Despite this, at university, when he felt a vocation calling him it was not to the Society of Jesus.
“I wanted to be a priest, but not a Jesuit,” the new Auxiliary Bishop said, and it is a decision that has allowed him to experience almost every aspect of pastoral life.
“It is amazing how things turn out,” he added. “The Indian Jesuit, Fr Herbert Alphonso, who was my doctoral supervisor in the Gregorian University in Rome was also Fr Senespleda’s best friend in the Jesuit Noviciate in Catalonia when they were young religious. Their strong influence on me was separated by 33 years. Both were a great blessing for me.”
Monastic and parish life
One particularly memorable period came after finishing seminary and, after early parish curacies, spending several years teaching at Blairs College when he made a decision to try his vocation to monastic life.
“I spent a year and a bit at Ampleforth Abbey,” he said. “It wasn’t for me, though, I was 37 then, too old, but I loved every minute of it.”
It was an experience, which he describes as ‘great formation’ noting the Benedictines ‘don’t take any prisoners just because you’re a priest’ and ‘monastic formation teaches you a lot about yourself.’
“It helps you to hold a mirror up to yourself and see your strengths,” he said. “And I discovered I was more gregarious than thought I was. It was also spiritually very formative for me.
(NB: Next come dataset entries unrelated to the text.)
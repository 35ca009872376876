//! The fixed scalar transform standing in for encryption in the toy schemes.

use crate::Result;
use he_math::zn::Modulus;
use num_bigint::BigUint;
use num_traits::One;

/// Bit size of the transform modulus.
const TOY_MODULUS_BITS: usize = 192;

/// Generator of the transform.
const TOY_GENERATOR: u32 = 2;

/// A multiply-mod transform m -> m * g mod p, with its inverse
/// c -> c * g^-1 mod p.
///
/// The transform carries no secret: it only hides values behind a fixed
/// bijection of Z/pZ.
#[derive(Debug, Clone, PartialEq, Eq)]
pub(crate) struct ScalarTransform {
    modulus: Modulus,
    generator: BigUint,
    generator_inv: BigUint,
}

impl ScalarTransform {
    /// Creates a transform; fails when `generator` is not invertible modulo
    /// `modulus`.
    pub fn new(modulus: Modulus, generator: BigUint) -> Result<Self> {
        let generator = modulus.reduce(&generator);
        let generator_inv = modulus.inv(&generator)?;
        Ok(Self {
            modulus,
            generator,
            generator_inv,
        })
    }

    /// The transform shared by the toy schemes: p = 2^192 - 2^64 - 1, g = 2.
    pub fn toy() -> Result<Self> {
        let p = (BigUint::one() << TOY_MODULUS_BITS) - (BigUint::one() << 64usize) - 1u32;
        Self::new(Modulus::new(p)?, BigUint::from(TOY_GENERATOR))
    }

    pub fn modulus(&self) -> &Modulus {
        &self.modulus
    }

    pub fn forward(&self, m: &BigUint) -> BigUint {
        self.modulus.mul(m, &self.generator)
    }

    pub fn inverse(&self, c: &BigUint) -> BigUint {
        self.modulus.mul(c, &self.generator_inv)
    }
}
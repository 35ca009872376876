// End-to-end scenarios through the JSON interface of the service.
use he::paillier::PaillierParametersBuilder;
use he::service::{HeService, HeServiceBuilder};
use rand::SeedableRng;
use rand_chacha::ChaCha8Rng;
use serde_json::{json, Value};
use std::error::Error;

fn service(seed: u64) -> Result<HeService, Box<dyn Error>> {
    let mut rng = ChaCha8Rng::seed_from_u64(seed);
    Ok(HeServiceBuilder::new()
        .set_paillier_parameters(
            &PaillierParametersBuilder::new()
                .set_modulus_size(512)
                .build_arc()?,
        )
        .build_with_rng(&mut rng)?)
}

fn call(service: &HeService, request: Value) -> Result<Value, Box<dyn Error>> {
    Ok(serde_json::from_str(
        &service.handle_json(&request.to_string()),
    )?)
}

#[test]
fn paillier_over_json() -> Result<(), Box<dyn Error>> {
    let service = service(0)?;

    let a = call(&service, json!({"op": "encrypt", "data": "10"}))?;
    assert_eq!(a["scheme"], "paillier");
    assert_eq!(a["encryptedData"]["scheme"], "paillier");
    assert!(a["encryptedData"]["parameters"]["n"].is_string());
    assert!(a["timestamp"].is_string());
    let b = call(&service, json!({"op": "encrypt", "data": "5", "scheme": "paillier"}))?;

    let sum = call(
        &service,
        json!({"op": "add", "encryptedA": a["encryptedData"], "encryptedB": b["encryptedData"]}),
    )?;
    assert_eq!(sum["operation"], "homomorphic_addition");
    assert_eq!(sum["result"]["operation"], "homomorphic_addition");
    let decrypted = call(
        &service,
        json!({"op": "decrypt", "encryptedData": sum["result"]["encryptedResult"]}),
    )?;
    assert_eq!(decrypted["decryptedData"], "15");

    let product = call(
        &service,
        json!({"op": "multiply", "encryptedData": a["encryptedData"], "scalar": 3}),
    )?;
    assert_eq!(product["operation"], "homomorphic_scalar_multiplication");
    let decrypted = call(
        &service,
        json!({"op": "decrypt", "encryptedData": product["result"]["encryptedResult"]}),
    )?;
    assert_eq!(decrypted["decryptedData"], "30");
    Ok(())
}

#[test]
fn toy_schemes_over_json() -> Result<(), Box<dyn Error>> {
    let service = service(1)?;

    let ckks = call(&service, json!({"op": "ckks-encrypt", "data": [1.5, 2.3, 3.7]}))?;
    assert_eq!(ckks["slotCount"], 3);
    assert_eq!(ckks["encryptedData"]["scheme"], "ckks");
    assert_eq!(
        ckks["encryptedData"]["ciphertext"].as_array().map(Vec::len),
        Some(4096)
    );
    let decrypted = call(
        &service,
        json!({"op": "ckks-decrypt", "encryptedData": ckks["encryptedData"]}),
    )?;
    assert_eq!(decrypted["decryptedData"], json!([1.5, 2.3, 3.7]));

    let bfv = call(&service, json!({"op": "bfv-encrypt", "data": ["42", "100", "255"]}))?;
    assert_eq!(bfv["encryptedData"]["scheme"], "bfv");
    let decrypted = call(
        &service,
        json!({"op": "bfv-decrypt", "encryptedData": bfv["encryptedData"]}),
    )?;
    assert_eq!(
        decrypted["decryptedData"],
        json!(["42", "100", "255", "0", "0", "0", "0", "0", "0", "0"])
    );

    // The generic decrypt dispatches on the scheme tag.
    let decrypted = call(
        &service,
        json!({"op": "decrypt", "encryptedData": bfv["encryptedData"]}),
    )?;
    assert_eq!(decrypted["decryptedData"][2], "255");

    let product = call(
        &service,
        json!({"op": "multiply-ciphertexts", "encryptedA": bfv["encryptedData"], "encryptedB": bfv["encryptedData"]}),
    )?;
    assert_eq!(product["operation"], "homomorphic_multiplication");
    assert_eq!(product["result"]["encryptedResult"]["scheme"], "bfv");
    Ok(())
}

#[test]
fn batch_and_status() -> Result<(), Box<dyn Error>> {
    let service = service(2)?;

    let batch = call(
        &service,
        json!({"op": "batch-encrypt", "data": ["1", "2", "3"]}),
    )?;
    assert_eq!(batch["count"], 3);
    for (i, ct) in batch["encryptedData"]
        .as_array()
        .ok_or("missing ciphertexts")?
        .iter()
        .enumerate()
    {
        let decrypted = call(&service, json!({"op": "decrypt", "encryptedData": ct}))?;
        assert_eq!(decrypted["decryptedData"], (i + 1).to_string());
    }

    let batch = call(
        &service,
        json!({"op": "batch-encrypt", "data": ["1.5", "2"], "scheme": "ckks"}),
    )?;
    assert_eq!(batch["count"], 2);
    assert_eq!(batch["encryptedData"][0]["slotCount"], 1);

    let status = call(&service, json!({"op": "status"}))?;
    assert_eq!(status["status"], "operational");
    assert_eq!(status["schemes"], json!(["paillier", "ckks", "bfv"]));
    assert_eq!(status["validation"], true);
    assert!(status.get("error").is_none());
    Ok(())
}

#[test]
fn key_rotation() -> Result<(), Box<dyn Error>> {
    let service = service(3)?;
    let before = call(&service, json!({"op": "encrypt", "data": "7"}))?;

    let rotated = call(&service, json!({"op": "rotate-keys"}))?;
    let n = rotated["publicKey"]["n"].as_str().ok_or("missing modulus")?;
    assert_ne!(n, before["encryptedData"]["parameters"]["n"]);

    let after = call(&service, json!({"op": "encrypt", "data": "7"}))?;
    assert_eq!(after["encryptedData"]["parameters"]["n"], n);
    let decrypted = call(
        &service,
        json!({"op": "decrypt", "encryptedData": after["encryptedData"]}),
    )?;
    assert_eq!(decrypted["decryptedData"], "7");
    Ok(())
}

#[test]
fn failures_are_reported() -> Result<(), Box<dyn Error>> {
    let service = service(4)?;
    let paillier = call(&service, json!({"op": "encrypt", "data": "1"}))?;
    let bfv = call(&service, json!({"op": "bfv-encrypt", "data": ["1"]}))?;

    for (request, prefix) in [
        (json!({"op": "encrypt", "data": "-1"}), "Encryption failed"),
        (json!({"op": "encrypt", "data": "abc"}), "Encryption failed"),
        (json!({"op": "bfv-encrypt", "data": ["-5"]}), "Encryption failed"),
        (
            json!({"op": "add", "encryptedA": paillier["encryptedData"], "encryptedB": bfv["encryptedData"]}),
            "Scheme mismatch",
        ),
        (
            json!({"op": "multiply-ciphertexts", "encryptedA": paillier["encryptedData"], "encryptedB": paillier["encryptedData"]}),
            "Homomorphic evaluation failed",
        ),
        (
            json!({"op": "multiply", "encryptedData": paillier["encryptedData"], "scalar": 2.5}),
            "Homomorphic evaluation failed",
        ),
        (json!({"op": "unknown"}), "Serialization error"),
    ] {
        let response = call(&service, request.clone())?;
        let error = response["error"].as_str().ok_or("missing error")?;
        assert!(error.starts_with(prefix), "{request}: {error}");
        assert!(response["timestamp"].is_string());
    }
    Ok(())
}

#[test]
fn keys_must_be_generated() -> Result<(), Box<dyn Error>> {
    let service = HeServiceBuilder::new()
        .set_paillier_parameters(
            &PaillierParametersBuilder::new()
                .set_modulus_size(256)
                .build_arc()?,
        )
        .set_generate_keys(false)
        .build()?;

    let status = call(&service, json!({"op": "status"}))?;
    assert_eq!(status["status"], "error");
    assert_eq!(status["validation"], false);
    assert_eq!(status["error"], "Homomorphic encryption keys not initialized");

    let response = call(&service, json!({"op": "encrypt", "data": "1"}))?;
    assert_eq!(response["error"], "Homomorphic encryption keys not initialized");

    call(&service, json!({"op": "rotate-keys"}))?;
    let status = call(&service, json!({"op": "status"}))?;
    assert_eq!(status["status"], "operational");
    Ok(())
}

#[test]
fn oversized_slot_count_is_rejected() -> Result<(), Box<dyn Error>> {
    let service = service(5)?;
    let mut ckks = call(&service, json!({"op": "ckks-encrypt", "data": [1.5]}))?;
    ckks["encryptedData"]["slotCount"] = json!(4611686018427387904u64);

    let response = call(
        &service,
        json!({"op": "multiply", "encryptedData": ckks["encryptedData"], "scalar": 2}),
    )?;
    let error = response["error"].as_str().ok_or("missing error")?;
    assert!(error.starts_with("Homomorphic evaluation failed"), "{error}");

    let response = call(
        &service,
        json!({"op": "ckks-decrypt", "encryptedData": ckks["encryptedData"]}),
    )?;
    assert!(response["error"].is_string());
    Ok(())
}

#[test]
fn rotation_reports_the_installed_key() -> Result<(), Box<dyn Error>> {
    let service = service(6)?;
    let public_key = service.regenerate_keys()?;
    assert_eq!(public_key, service.paillier().public_key()?);
    Ok(())
}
And the rule of St Benedict is still something I try to live in my day-to-day life as there is tremendous wisdom in it.”
He has also worked across the archdiocese as a parish priest, most recently in North Berwick and Dunbar and is conscious of the special privileges a parish priest enjoys in being present at the highest and lowest moments of parishioners’ lives.
“At rites of passage like that, people are very trusting, they are looking for someone to guide them,” he said. “It is also when people are most suggestible to Christ’s influence, not in an exploitive way, but if they have been foot loose with their Faith, say, you can help them come back to it at times like that.”
Rome
He did leave the people and parishes of the east coast behind in 1998, however, when he was appointed spiritual director of the Scots college in Rome.
“I didn’t have any expectations going to Rome really,” he said. “But it was an amazing experience, working with students—which I loved—but also because of when it was. The drama of the final days of Pope John Paul II, the conclave which of course we were involved with because of Cardinal Keith O’Brien and then when Pope Benedict took over, a new broom, for a time it felt like the whole world was centred on Rome.”
He also took advantage of his time in Rome to renew his studies winning the Bellarmine medal, which was awarded for the two best doctoral theses in theology by the Gregorian University in Rome in 2004 for his thesis on St Bernard’s spiritual theology. After that success he was due to return to Edinburgh.
“The cardinal asked me to stay on for another three years, and I asked him why?” Bishop Robson recalled. “And he turned away, as he often does at moments like that. He then turned back and said ‘I want you do study Canon law.’ This was just after Mgr John Barry (a former canon lawyer of St Andrews and Edinburgh Archdiocese) had died. So I studied Canon law and came home three years later.”
St Andrews and Edinburgh
On his return, Cardinal O’Brien made him chancellor of the archdiocese and it is clear that a close friendship developed.
“People think the cardinal is a man who likes getting his picture taken, they sometimes present that as a shallow thing, but he is actually a very humble man,” Bishop Robson said, his tone serious. “If he gets his photo taken it is to promote the Church; he is a very frugal man, who never spends a penny on himself and anyone who really knows him knows that.”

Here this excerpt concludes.